A lanciarlo la catena di negozi di elettronica, Keyaku, sotto le polemiche a Cosenza per i manifesti giudicati sessisti. I parlamentari di Sinistra Italiana – primi firmatari la deputata calabrese Celeste Costantino e Nicola Fratoianni – hanno presentato un’interrogazione al presidente del Consiglio Gentiloni affinché palazzo Chigi attivi subito un’istruttoria dell’Unar nei confronti dell’azienda.

Lo slogan- secondo i parlamentari – gioca su un «doppio senso piuttosto esplicito». «Questa azienda – aggiungono – non è nuova a questo tipo di ‘strategia’ di marketing: che si tratti di uno smartphone o di un elettrodomestico, sui manifesti 6×3 campeggiano sempre riferimenti maliziosi al sesso». «Sulla vicenda lo stesso sindaco della città di Cosenza – ricordano gli esponenti di Sinistra Italiana – ha provveduto a far oscurare i manifesti in oggetto, e la reazione dell’azienda è stata quella di denunciare per abuso di ufficio il primo cittadino della città calabrese. Messaggi di questo tipo anche se commerciali o giocati su discutibili doppi sensi – affermano – sono assolutamente pericolosi, di pessimo gusto, da evitare nella maniera più assoluta».
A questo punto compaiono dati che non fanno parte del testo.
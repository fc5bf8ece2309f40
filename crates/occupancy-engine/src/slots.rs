//! Contiguous free/busy slots reconstructed from a day readout.
//!
//! Each transition minute starts a new interval that runs until the next
//! transition or the end of the day (minute 1440). The interval before the
//! first transition takes the readout's initial state.

use serde::Serialize;
use std::fmt;

use crate::day::{DayOccupancy, DayReadout};
use crate::state::Occupancy;

/// Minutes in a day; the exclusive end of the last slot.
pub const MINUTES_PER_DAY: u16 = 24 * 60;

/// A contiguous run of minutes sharing one state.
/// Built only from a [`DayReadout`].
#[derive(Debug, Clone, Copy, PartialEq, Eq, Serialize)]
pub struct Slot {
    /// First minute of the slot (minute of day).
    pub start_minute: u16,
    /// Minute after the last minute of the slot; 1440 for end of day.
    pub end_minute: u16,
    pub state: Occupancy,
    pub duration_minutes: u16,
}

impl Slot {
    fn new(start_minute: u16, end_minute: u16, state: Occupancy) -> Self {
        Self {
            start_minute,
            end_minute,
            state,
            duration_minutes: end_minute - start_minute,
        }
    }
}

impl fmt::Display for Slot {
    fn fmt(&self, f: &mut fmt::Formatter<'_>) -> fmt::Result {
        write!(
            f,
            "{}-{} {}",
            format_minute_of_day(self.start_minute),
            format_minute_of_day(self.end_minute),
            self.state
        )
    }
}

/// `HH:MM` for a minute of the day; 1440 renders as `24:00`.
pub fn format_minute_of_day(minute: u16) -> String {
    format!("{:02}:{:02}", minute / 60, minute % 60)
}

impl DayReadout {
    /// Slots covering the whole day, in order, alternating in state.
    pub fn slots(&self) -> Vec<Slot> {
        let mut slots = Vec::new();
        let mut cursor = 0;
        let mut state = self.initial;

        for transition in self.minutes_of_day() {
            // A transition at 00:00 only corrects the assumed initial state.
            if transition > cursor {
                slots.push(Slot::new(cursor, transition, state));
            }
            cursor = transition;
            state = state.flipped();
        }

        if cursor < MINUTES_PER_DAY {
            slots.push(Slot::new(cursor, MINUTES_PER_DAY, state));
        }

        slots
    }
}

/// Every free slot of `day`, sorted by start.
pub fn find_free_slots(day: &DayOccupancy) -> Vec<Slot> {
    slots_in_state(day, Occupancy::Free)
}

/// Every busy slot of `day`, sorted by start.
pub fn find_busy_slots(day: &DayOccupancy) -> Vec<Slot> {
    slots_in_state(day, Occupancy::Busy)
}

/// The first free slot of at least `min_duration_minutes`.
pub fn find_first_free_slot(day: &DayOccupancy, min_duration_minutes: u16) -> Option<Slot> {
    find_free_slots(day)
        .into_iter()
        .find(|slot| slot.duration_minutes >= min_duration_minutes)
}

fn slots_in_state(day: &DayOccupancy, state: Occupancy) -> Vec<Slot> {
    day.get_intervals(false)
        .slots()
        .into_iter()
        .filter(|slot| slot.state == state)
        .collect()
}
SAN VALENTINO PUBBLICITA’ CHOC: LA VERSIONE DELL’AZIENDA

Keyaku rigetta le accuse e controquerela il sindaco di Cosenza. «Premettendo che in tali manifesti non era presente alcuna raffigurazione oscena – spiegano sui social – e tantomeno osceno può intendersi, nel pieno rispetto della normativa vigente, quello che potrebbe essere inteso come un doppio senso, lasciato alla libera interpretazione del lettore (la malizia è negli occhi di chi legge), abbiamo dato mandato al nostro ufficio legale al fine di depositare querela presso la Procura della Repubblica di Cosenza nei confronti del Sindaco, per il gravissimo abuso commesso».